Task requirements: From the entries that follow, pick out all lines holding "RawBlock".

Records to use:
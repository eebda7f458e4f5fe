//! Fuzz testing for the metadata block and its payload.
//!
//! Drives the checksummed block decoder with raw bytes, and the payload
//! decoder with bytes sealed into a valid block, so both the framing and
//! the catalog/free-list codec see malformed input.

#![no_main]

use arbitrary::Arbitrary;
use libfuzzer_sys::fuzz_target;

use h5lite::file::MetadataPayload;
use h5lite::storage::{decode_metadata_block, encode_metadata_block, metadata_block_len};

#[derive(Debug, Arbitrary)]
enum MetadataInput {
    RawBlock(Vec<u8>),
    SealedPayload { generation: u64, payload: Vec<u8> },
}

fuzz_target!(|input: MetadataInput| {
    match input {
        MetadataInput::RawBlock(bytes) => {
            if let Ok((_, payload)) = decode_metadata_block(&bytes) {
                let _ = MetadataPayload::decode(payload);
            }
        }
        MetadataInput::SealedPayload { generation, payload } => {
            let len = metadata_block_len(payload.len());
            let Ok(block) = encode_metadata_block(&payload, generation, len) else {
                return;
            };
            let (got_gen, got) = decode_metadata_block(&block).expect("sealed block must decode");
            assert_eq!(got_gen, generation);
            assert_eq!(got, payload.as_slice());
            if let Ok(decoded) = MetadataPayload::decode(got) {
                assert_eq!(MetadataPayload::decode(&decoded.encode()).ok(), Some(decoded));
            }
        }
    }
});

Answer box:
    RawBlock(Vec<u8>),
        MetadataInput::RawBlock(bytes) => {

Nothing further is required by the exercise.